Analysis: Brown survives Chilcot
This was not, let’s face it, the organ grinder. But it wasn’t the monkey either.
By Ian Dunt
Public interest in today’s appearance by Gordon Brown at the Iraq inquiry was far less substantial than that given to Tony Blair when he appeared earlier this year. For a start, Blair was actually the man who made the decision. Secondly, he had been away a while, and we were curious.
With Brown, we know what to expect. He will answer the question he wishes you ask, not the one you actually did. He will use impossible varieties of numbers as defensive weapons. He will not be charismatic or engaging. All of these things are true. But there is an upside to Brown appearances at say, his monthly press conference, or events like today: you know exactly the conversation he had with his aides before coming. It’s just too obvious, because he repeats one phrase over and over again. Today it was that he had approved every single request made for Iraq equipment and funding.

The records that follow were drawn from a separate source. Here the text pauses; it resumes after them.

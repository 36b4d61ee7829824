//! Header bar widget
//!
//! Shows the app title, the idea source and the main keybindings.

use ratatui::{
    buffer::Buffer,
    layout::Rect,
    style::{Modifier, Style},
    text::{Line, Span},
    widgets::Widget,
};

use ideas_app::state::LoadStatus;

use crate::theme::{palette, styles};

use super::shortcut_spans;

/// Main header showing app title, idea source, and keybindings
pub struct MainHeader<'a> {
    source_label: &'a str,
    load_status: &'a LoadStatus,
}

impl<'a> MainHeader<'a> {
    pub fn new(source_label: &'a str, load_status: &'a LoadStatus) -> Self {
        Self {
            source_label,
            load_status,
        }
    }

    /// Status dot and style for the load state
    fn status(&self) -> (&'static str, Style) {
        match self.load_status {
            LoadStatus::Pending => ("○", Style::default().fg(palette::TEXT_MUTED)),
            LoadStatus::Loaded => ("●", Style::default().fg(palette::STATUS_GREEN)),
            LoadStatus::Fallback { .. } => ("●", Style::default().fg(palette::STATUS_YELLOW)),
        }
    }
}

impl Widget for MainHeader<'_> {
    fn render(self, area: Rect, buf: &mut Buffer) {
        let block = styles::glass_block(false);
        let inner = block.inner(area);
        block.render(area, buf);

        if inner.height == 0 || inner.width == 0 {
            return;
        }

        let (status_icon, status_style) = self.status();

        let mut left_spans = vec![
            Span::raw(" "),
            Span::styled(status_icon, status_style),
            Span::raw(" "),
            Span::styled(
                "Startup Ideas",
                Style::default()
                    .fg(palette::ACCENT)
                    .add_modifier(Modifier::BOLD),
            ),
            Span::raw(" "),
            Span::styled("/", styles::text_muted()),
            Span::raw(" "),
            Span::styled(self.source_label, styles::text_secondary()),
        ];
        if matches!(self.load_status, LoadStatus::Fallback { .. }) {
            left_spans.push(Span::styled(
                " (fallback ideas)",
                Style::default().fg(palette::STATUS_YELLOW),
            ));
        }

        let left_line = Line::from(left_spans);
        let left_width = left_line.width() as u16;

        let shortcuts_line = Line::from(shortcut_spans(&[
            ("Space", "New"),
            ("s", "Save"),
            ("a", "All"),
            ("q", "Quit"),
        ]));
        let shortcuts_width = shortcuts_line.width() as u16;

        buf.set_line(inner.x, inner.y, &left_line, inner.width);

        // Right-align shortcuts when both sections fit
        if left_width + shortcuts_width + 3 <= inner.width {
            let shortcuts_x = inner.x + inner.width - shortcuts_width - 1;
            buf.set_line(shortcuts_x, inner.y, &shortcuts_line, shortcuts_width);
        }
    }
}
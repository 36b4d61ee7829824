//! Startup Ideas - A random startup-idea generator for the terminal
//!
//! This is the binary entry point. All logic lives in the library.

use clap::Parser;
use ideas_app::config::init_config_file;
use ideas_core::logging::{get_log_directory, LOG_FILE_PREFIX};
use ideas_core::prelude::*;
use startup_ideas::Args;

#[tokio::main]
async fn main() -> Result<()> {
    let args = Args::parse();

    if args.init_config {
        let path = args.config_path();
        if init_config_file(&path)? {
            eprintln!("✅ Wrote default config to {}", path.display());
        } else {
            eprintln!("Config already exists at {}", path.display());
        }
        return Ok(());
    }

    let result = startup_ideas::run(args).await;
    if result.is_err() {
        eprintln!(
            "See the latest {}.* file in {} for details",
            LOG_FILE_PREFIX,
            get_log_directory().display()
        );
    }
    result
}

Complaints had been made that he had persisted in the use of Snatch Land Rovers a popular vehicle in Northern Ireland which was unsuitable for Iraq due to its vulnerability to roadside bombs. “When a request for vehicles was made, the expenditure was allocated and the vehicles were provided,” Brown said today. As soon as a request was made he replaced the Snatch with Mastiff and Bulldog vehicles.
Some has complained that the Treasury had not allocated money for defence projects. Wrong, Brown insisted. “In 2002 I told the prime minister that there would be no financial constraints for the military options on offer,” he insisted. Every request for equipment met something he referred to as a “fundamental truth”.
And what of those defence officials who accused Brown of ‘guillotining’ the defence budget. Here it got complex. The simplified version, as Brown told it, was that the Ministry of Defence (MoD) thought it was working under a particularly accountancy formula. The rules changed and the MoD ended up with less money to spend than it thought it had. The Treasury stopped them spending it, because to allow one department to do so would have meant all could just jump right on in. In actual fact, the MoD got more money than that allocated to it in the strategic spending review.
Brown shot down the arguments against him one by one, all the while repeating his mantra: I didn’t turn down a single request. It was, when all is said and done, pretty convincing.
Politicians have media training, and they usually especially at Brown’s level have honed political instincts. They very rarely tell bare-faced lies. Instead, they meander their way around questions they don’t want to answer. They take the scenic route and somewhere along the way the destination changes. They answer a different question, or they phrase the sentence in a way that will minimise damage later down the line.
Brown was solid and straightforward today. He wasn’t lying. Today’s performance should bring an end to controversy over his funding during Iraq and Afghanistan.
There was something else to be commended as well. Brown showed solemnity in his wrapping up statement. “Lives are affected and sometimes lives are lost,” he said. This contrasted impressively with Blair, who barely seemed to remember the lives lost because of his decisions and spent most of his time demanding a war with Iran. Instead, Brown stressed the difficulty of the decisions, but remained committed to them nonetheless.
Fireworks it certainly was not. But the PM managed to get through it without handing any electoral grenades to his opponents and perhaps even neutralising on line of attack against him at the election. He’ll be pleased with the result.